Второе приравнивание – любви к ближнему и самому себе – оспаривается с двух противоположных сторон. Экстремальные альтруисты требуют, чтобы любовь к ближнему ставилась выше любви к самому себе, и когда любовь к себе подменяет эгоизм, а происходит это довольно часто, они стремятся отказать любви во всех правах. Учение о неврозах доказывает неправильность этой корректировки этики и благочестия Иисуса. Обесценивание себя при постановке этической цели очень часто приводит, как мы показали, к мазохистским изменениям личности, которые также ограничивают служение ближним. Принцип «все для других, ничего для себя» очень сомнителен с точки зрения этики и терапии. Немало людей утратили всю самооценку и могут радоваться, только если способны понравиться другим, отказавшись от собственных радостей – и это ставит на место не только тех, кто утверждает, что Иисус должен был приказать любить других больше, чем самих себя, но также и их антиподов, которые считают, что без исключений возможно любить ближнего только как самого себя, потому что человек по натуре эгоист, хищник с садистскими первичными влечениями. Нередкое самопожертвование ради других опровергает эту точку зрения. Да, Иисус открыл именно ту единственную организацию жизни, которая соответствует истинной сущности людей и отдельного человека, и при которой община содействует их правам. Но и здесь нельзя забывать, что Он не создавал новое законничество, а устанавливал необходимое для высочайшего расцвета жизни, а тем самым для основанного на Божией воле идеала. Любовь к ближнему и самому себе стоит среди просьб: «Да приидет Царствие Твое!» и «Да будет воля Твоя!»

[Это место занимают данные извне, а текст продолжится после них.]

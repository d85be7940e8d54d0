/// Assignee of an error group. Groups can be assigned to a person or to a
/// whole team; the alert payload only carries a display name.
#[derive(Clone, Debug, PartialEq, Eq)]
pub enum Actor {
    User { name: Option<String>, email: String },
    Team { slug: String },
}

impl Actor {
    pub fn display_name(&self) -> String {
        match self {
            Self::User { name: Some(name), .. } => name.clone(),
            Self::User { name: None, email } => email.clone(),
            Self::Team { slug } => slug.clone(),
        }
    }
}
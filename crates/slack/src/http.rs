use std::collections::HashMap;

use serde::{Deserialize, Serialize};

/// Identifies the adapter on every response it produces.
pub const POWERED_BY_HEADER: &str = "X-Slack-Powered-By";

/// Raw inbound HTTP event in the Lambda proxy shape.
#[derive(Clone, Debug, Default, Deserialize, PartialEq, Eq)]
#[serde(rename_all = "camelCase")]
pub struct LambdaHttpEvent {
    pub http_method: String,
    #[serde(default)]
    pub multi_value_headers: HashMap<String, Vec<String>>,
    #[serde(default)]
    pub body: String,
}

impl LambdaHttpEvent {
    /// First value of a header, matched case-insensitively.
    pub fn first_header(&self, name: &str) -> Option<&str> {
        self.multi_value_headers
            .iter()
            .find(|(key, _)| key.eq_ignore_ascii_case(name))
            .and_then(|(_, values)| values.first())
            .map(String::as_str)
    }
}

/// Outbound response in the Lambda proxy shape.
#[derive(Clone, Debug, Serialize, PartialEq, Eq)]
#[serde(rename_all = "camelCase")]
pub struct LambdaHttpResponse {
    pub status_code: u16,
    pub status_description: String,
    pub is_base64_encoded: bool,
    pub multi_value_headers: HashMap<String, Vec<String>>,
    pub body: String,
}

pub(crate) fn make_response(body: impl Into<String>, status_code: u16) -> LambdaHttpResponse {
    let body = body.into();

    let mut multi_value_headers = HashMap::new();
    multi_value_headers.insert(POWERED_BY_HEADER.to_string(), vec![powered_by()]);
    if is_json(&body) {
        multi_value_headers
            .insert("Content-Type".to_string(), vec!["application/json".to_string()]);
    }

    LambdaHttpResponse {
        status_code,
        status_description: status_description(status_code),
        is_base64_encoded: false,
        multi_value_headers,
        body,
    }
}

fn is_json(body: &str) -> bool {
    serde_json::from_str::<serde_json::Value>(body).is_ok()
}

fn status_description(status_code: u16) -> String {
    match status_code {
        200 => "200 OK".to_string(),
        403 => "403 Forbidden".to_string(),
        404 => "404 Not Found".to_string(),
        other => other.to_string(),
    }
}

fn powered_by() -> String {
    format!(
        "{}/{} ({}/{})",
        env!("CARGO_PKG_NAME"),
        env!("CARGO_PKG_VERSION"),
        std::env::consts::OS,
        std::env::consts::ARCH
    )
}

Было бы в корне неправильным вместе с Эрнстом Геккелем стараться отделить этическую часть основного принципа христианства («золотое правило») от религиозной. Ведь таким образом этика Иисуса низводится до обывательской. Как можно жить ради других, если нужно любить себя так же, как их, и никакое более внимательное отношение не будет считаться? Совсем другое дело, когда преобладает уверенность, что Бог требует самопожертвования для высших целей, как, например, распятие Иисуса!
И, таким образом, Иисус в своей «основной заповеди» преодолевает закоснелость и холодность Ветхого Завета, отзвуки которых еще встречаются в категорическом императиве Канта, учении, которое имеет ценность только для тех, кто не способен любить из-за невротических препятствий, однако исходит из наивной точки зрения о безошибочности голоса совести. Иисус преодолевает эгоизм в облике искаженного, терапевтически опасного альтруизма и увеличивает нравственную серьезность, устраняя его тень солнцем любви, усиливает добро и предотвращает губительную жестокость совести. Восхваление христианской нравственности без благочестия Иисуса – невежество и в психологии, и в терапии.
Преодоление страха благодаря основному принципу христианства бывает как прямым, так и непрямым, оно направлено как против безотчетного страха, так и против боязни. Страх одолевается с помощью самой сильной любви к Богу и братьям, какую только можно себе представить, а также желанием жить в любящей борьбе с жизненными страданиями, которые содействуют страху. Защищают от страха в первую очередь доверие к Богу, христианская надежда и слияние с Христом как с героическим победителем жизненных страданий и невзгод.
Андерс Нюгрен в труде «Эрос и агапе: изменения облика христианской любви»[915]
говорит о том, что любовь в Новом Завете, агапе, существенно отличается от любви в платоновском смысле, эроса. Ему вторит Эмиль Бруннер в небольшом произведении «Эрос и любовь»[916]. Первый в виде таблицы сопоставляет оба понятия:[917]Агапе начинается с любви Божией, затем снисходит до любви к ближнему и любви к Богу, чтобы затем достичь нуля (!) в любви к самому себе, в то время как эрос совершенно иначе начинается с любви к самому себе и через любовь к Богу поднимается на вершину любви к ближнему[918]
.Бруннер не разделяет этого надуманного схематизма, который отделяет принципиально одобренную Иисусом любовь к самому себе от «новозаветной любви» и решительно одобряет также Богом данный эрос, если он не противится божественной любящей воле недобро, безответственно и эгоистично, а подчиняется ей и дает собой руководить[919]
. Согласно Бруннеру, любовь можно рассматривать только «исходя из веры, которая является получением божественной любви».Макс Хубер заостряет противопоставление новозаветной агапе как дарующей любви не встречающемуся в Новом Завете эросу как жаждущей любви. Он обращается к человеку только в том случае, если тот представляет для жаждущего особую ценность[920]
, ведь любящий, таким образом, прежде всего ищет своего, а не того, что касается ближнего.